------ DATA EXTRACT

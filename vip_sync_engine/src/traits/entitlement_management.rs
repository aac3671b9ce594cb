use chrono::{DateTime, Utc};
use thiserror::Error;

use crate::db_types::{Entitlement, EntitlementKey, EntitlementUpdate, ServerId, SteamId, VipStatus};

#[derive(Debug, Clone, Error)]
pub enum EntitlementApiError {
    #[error("Database error: {0}")]
    DatabaseError(String),
    #[error("No entitlement record for steam id {0}")]
    PlayerNotFound(SteamId),
    #[error("Another record on server {0} already holds that identity")]
    DuplicateIdentity(ServerId),
    #[error("Server {0} is not in the registry")]
    UnsupportedServer(ServerId),
    #[error("The update patch is empty")]
    EmptyUpdate,
}

impl From<sqlx::Error> for EntitlementApiError {
    fn from(e: sqlx::Error) -> Self {
        EntitlementApiError::DatabaseError(e.to_string())
    }
}

/// The `EntitlementManagement` trait defines behaviour for the per-server player records.
///
/// Records carry identity bindings (Discord member, Steam account) and the current VIP grant.
/// They are never deleted; revocation and expiry clear the grant fields in place.
#[allow(async_fn_in_trait)]
pub trait EntitlementManagement {
    /// Patches the oldest record matching the update's discord id or, when one is supplied, its
    /// steam id. If no record matches, a new one is inserted. Identity collisions with another
    /// record surface as [`EntitlementApiError::DuplicateIdentity`].
    async fn upsert_entitlement(
        &self,
        server_id: &ServerId,
        update: EntitlementUpdate,
    ) -> Result<Entitlement, EntitlementApiError>;

    /// Fetches the oldest record matching the given key. If no record exists, `None` is returned.
    async fn fetch_entitlement(
        &self,
        server_id: &ServerId,
        key: &EntitlementKey,
    ) -> Result<Option<Entitlement>, EntitlementApiError>;

    async fn fetch_entitlements_for_server(&self, server_id: &ServerId) -> Result<Vec<Entitlement>, EntitlementApiError>;

    /// Clears the VIP grant for the record bound to the given steam id. The record itself stays.
    async fn clear_vip(&self, server_id: &ServerId, steam_id: &SteamId) -> Result<Entitlement, EntitlementApiError>;

    /// The computed standing for a steam id. An unknown player is a plain non-VIP, not an error.
    async fn vip_status(
        &self,
        server_id: &ServerId,
        steam_id: &SteamId,
        now: DateTime<Utc>,
    ) -> Result<VipStatus, EntitlementApiError> {
        let entitlement = self.fetch_entitlement(server_id, &EntitlementKey::Steam(steam_id.clone())).await?;
        Ok(entitlement.map(|e| VipStatus::from_entitlement(&e, now)).unwrap_or_else(VipStatus::none))
    }
}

------------

- [EXERCISE DETAILS] All of the data above needs to be retyped exactly, with each line as it stands.

- [SOLUTION]
filename vip_sync_engine/src/traits/entitlement_management.rs
repository aac3671b9ce594cb
use chrono::{DateTime, Utc};
use thiserror::Error;

use crate::db_types::{Entitlement, EntitlementKey, EntitlementUpdate, ServerId, SteamId, VipStatus};

#[derive(Debug, Clone, Error)]
pub enum EntitlementApiError {
    #[error("Database error: {0}")]
    DatabaseError(String),
    #[error("No entitlement record for steam id {0}")]
    PlayerNotFound(SteamId),
    #[error("Another record on server {0} already holds that identity")]
    DuplicateIdentity(ServerId),
    #[error("Server {0} is not in the registry")]
    UnsupportedServer(ServerId),
    #[error("The update patch is empty")]
    EmptyUpdate,
}

impl From<sqlx::Error> for EntitlementApiError {
    fn from(e: sqlx::Error) -> Self {
        EntitlementApiError::DatabaseError(e.to_string())
    }
}

/// The `EntitlementManagement` trait defines behaviour for the per-server player records.
///
/// Records carry identity bindings (Discord member, Steam account) and the current VIP grant.
/// They are never deleted; revocation and expiry clear the grant fields in place.
#[allow(async_fn_in_trait)]
pub trait EntitlementManagement {
    /// Patches the oldest record matching the update's discord id or, when one is supplied, its
    /// steam id. If no record matches, a new one is inserted. Identity collisions with another
    /// record surface as [`EntitlementApiError::DuplicateIdentity`].
    async fn upsert_entitlement(
        &self,
        server_id: &ServerId,
        update: EntitlementUpdate,
    ) -> Result<Entitlement, EntitlementApiError>;

    /// Fetches the oldest record matching the given key. If no record exists, `None` is returned.
    async fn fetch_entitlement(
        &self,
        server_id: &ServerId,
        key: &EntitlementKey,
    ) -> Result<Option<Entitlement>, EntitlementApiError>;

    async fn fetch_entitlements_for_server(&self, server_id: &ServerId) -> Result<Vec<Entitlement>, EntitlementApiError>;

    /// Clears the VIP grant for the record bound to the given steam id. The record itself stays.
    async fn clear_vip(&self, server_id: &ServerId, steam_id: &SteamId) -> Result<Entitlement, EntitlementApiError>;

    /// The computed standing for a steam id. An unknown player is a plain non-VIP, not an error.
    async fn vip_status(
        &self,
        server_id: &ServerId,
        steam_id: &SteamId,
        now: DateTime<Utc>,
    ) -> Result<VipStatus, EntitlementApiError> {
        let entitlement = self.fetch_entitlement(server_id, &EntitlementKey::Steam(steam_id.clone())).await?;
        Ok(entitlement.map(|e| VipStatus::from_entitlement(&e, now)).unwrap_or_else(VipStatus::none))
    }
}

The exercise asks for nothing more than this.